CASE PRESENTATION
A 37-year-old woman was struck by a container truck and subsequently run
over twice by wheels. She presented at our emergency trauma center
approximately 5 hours after the incident. Physical examination revealed
a significant degloving injury on her right hand (Figure 1). In
addition, her hips exhibited swelling with impaired mobility, and there
was ecchymosis and swelling of the skin from the left groin to the upper
left thigh. Both ankle joints were swollen and immobilized. CT (Figure
1) confirmed a comminuted fracture of the sacrum and obturator, left
femoral neck combined with an intertrochanteric fracture, right fifth
metacarpal fracture, dislocation of the right carpometacarpal joint,
right lateral malleolar fracture, left distal tibiofibular fracture, and
multiple fractures of the metatarsal tarsal in both feet. There was also
injury to the left superior and inferior gluteal arteries,
retroperitoneal hematoma, right kidney contusion, and a horseshoe
kidney. Emergency interventions included pelvic external fixation and
left internal iliac artery embolization, along with bilateral ankle
external fixation. Subsequently, the patient was transferred to ICU.
Pelvic CT revealed a sharp bone fragment from the lower sciatic branch
piercing towards the vagina (Figure 1). Notably, the left hip joint, and
the area underneath the abdominal wall exhibited an extensive ’free
black air bubble sign’ (Figure 2), indicating the entry of air into the
body through an open wound. Sharp fracture fragments were identified in
the pelvic floor near the urethra and vagina. Unfortunately,
professionals in radiology, emergency departments, orthopedic trauma,
general surgery, obstetrics, and gynecology overlooked this critical CT
sign.
On the fifth day of admission, percutaneous drainage was performed on
the Morel-Lavallée injury of the left thigh , resulting in the drainage
of 1700 ml of bloody mixed fatty fluid. On the ninth day, extensive skin
necrosis had become apparent on the left hip, anterolateral left thigh,
right thigh, and lateral right calf (Figure 3).

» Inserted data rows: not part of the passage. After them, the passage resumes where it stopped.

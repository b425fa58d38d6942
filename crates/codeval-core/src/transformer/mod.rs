//! Runner scaffolds that turn a generated `main` function into a standalone
//! program.
//!
//! Every variant supplies a scaffold with a `{{code}}` and an `{{inputs}}`
//! placeholder. The scaffold decodes base64 JSON inputs, calls `main` with
//! them and prints the JSON return value between two `<<RESULT>>` markers.
//! Encoding and substitution are shared by all variants.

use base64::engine::general_purpose::STANDARD;
use base64::Engine;
use serde_json::{Map, Value};

use crate::core_types::WrappedProgram;
use crate::errors::EvalError;

mod javascript;
mod python3;

pub const CODE_PLACEHOLDER: &str = "{{code}}";
pub const INPUTS_PLACEHOLDER: &str = "{{inputs}}";

#[derive(Debug, Clone, Copy, PartialEq, Eq, Hash)]
pub enum TemplateTransformer {
    Python3,
    JavaScript,
}

impl TemplateTransformer {
    pub fn runner_script(&self) -> &'static str {
        match self {
            TemplateTransformer::Python3 => python3::RUNNER_SCRIPT,
            TemplateTransformer::JavaScript => javascript::RUNNER_SCRIPT,
        }
    }

    /// Setup code the sandbox runs before the runner. Empty for the built-in
    /// variants.
    pub fn preload_script(&self) -> &'static str {
        match self {
            TemplateTransformer::Python3 | TemplateTransformer::JavaScript => "",
        }
    }

    /// Name of the runtime the sandbox backend uses for this variant.
    pub fn runtime_language(&self) -> &'static str {
        match self {
            TemplateTransformer::Python3 => "python3",
            TemplateTransformer::JavaScript => "nodejs",
        }
    }

    pub fn transform_caller(
        &self,
        code: &str,
        inputs: &Map<String, Value>,
    ) -> Result<WrappedProgram, EvalError> {
        let encoded_inputs = encode_inputs(inputs)?;

        let final_code = self
            .runner_script()
            .replace(CODE_PLACEHOLDER, code)
            .replace(INPUTS_PLACEHOLDER, &encoded_inputs);

        Ok(WrappedProgram {
            language: self.runtime_language().to_string(),
            final_code,
            preload_script: self.preload_script().to_string(),
        })
    }
}

/// Compact JSON in insertion order, then standard padded base64.
pub fn encode_inputs(inputs: &Map<String, Value>) -> Result<String, EvalError> {
    let json = serde_json::to_vec(inputs).map_err(|e| EvalError::EncodingError(e.to_string()))?;
    Ok(STANDARD.encode(json))
}
pub mod mock_server;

Physical examination
indicated swollen labia and a blood clot at the external vagina,
initially interpreted by the gynecologist as a menstrual blood clot. the
general surgeon determined that there was no colonic, rectal, or vaginal
rupture and concluded that there was no indication for colostomy. The
second gynecological discovered contusion on the vaginal wall at the 5
o’clock position through colposcopy. Additionally, a 2.0 mm puncture
wound was identified in the left nympholabial furrow (Figure 3). On the
tenth day, debridement exploration and Vacuum-assisted Closure Drainage
(VSD) were performed to remove necrotic skin from the left buttock and
left thigh. The exploration revealed pus accumulation in the perineal
area and the adductor femoral canal, along with necrosis of the
iliotibial fascia, lateral femoral muscle. Black necrosis was observed
in sacrococcygeal area (Figure 4). The wound infection and necrosis
persisted and worsened due to continuous contamination from defecation,
along with pus accumulation in the sacral, vaginal, and rectal fossa,
despite debridement on the fourteenth day. Despite undergoing multiple
debridements, the wound remained uncontrollably infected, primarily due
to fecal contamination. Although nutritional support therapy was
administered, the patient continued to experience anemia and low-protein
levels. On the twentieth day, an exploratory laparotomy and colostomy
were performed, the perineal area was clean without fecal contamination.
Intravenous administration of 1.0g Vancomycin twice daily, coupled with
adding Vancomycin to a 3-liter bag for wound irrigation and drainage,
effectively brought the wound infection and necrosis under control. All
laboratory indexes showed a tendency to normalize. Subsequently, the
patient underwent right hand dorsal, left hip, and buttock flap
transplantation, along with internal fixation of the right fifth
metacarpal fracture. Throughout the hospitalization, the patient
received a total of 54 units of RBCs, 1,200 ml of fresh frozen plasma,
2,870 ml of frozen plasma, and 865 g of human albumin. Three months
post-trauma, pelvic CT and MR scans revealed necrosis of the left
femoral head (Figure 5), with no ’free black air bubble sign’. The joint
surgeon recommended Total Hip Arthroplasty (THA) after 3-6 months of
wound healing.
After a 122-day hospitalization, the right abdominal colostomy showed no
signs of infection. All wounds had successfully healed (Figure 6).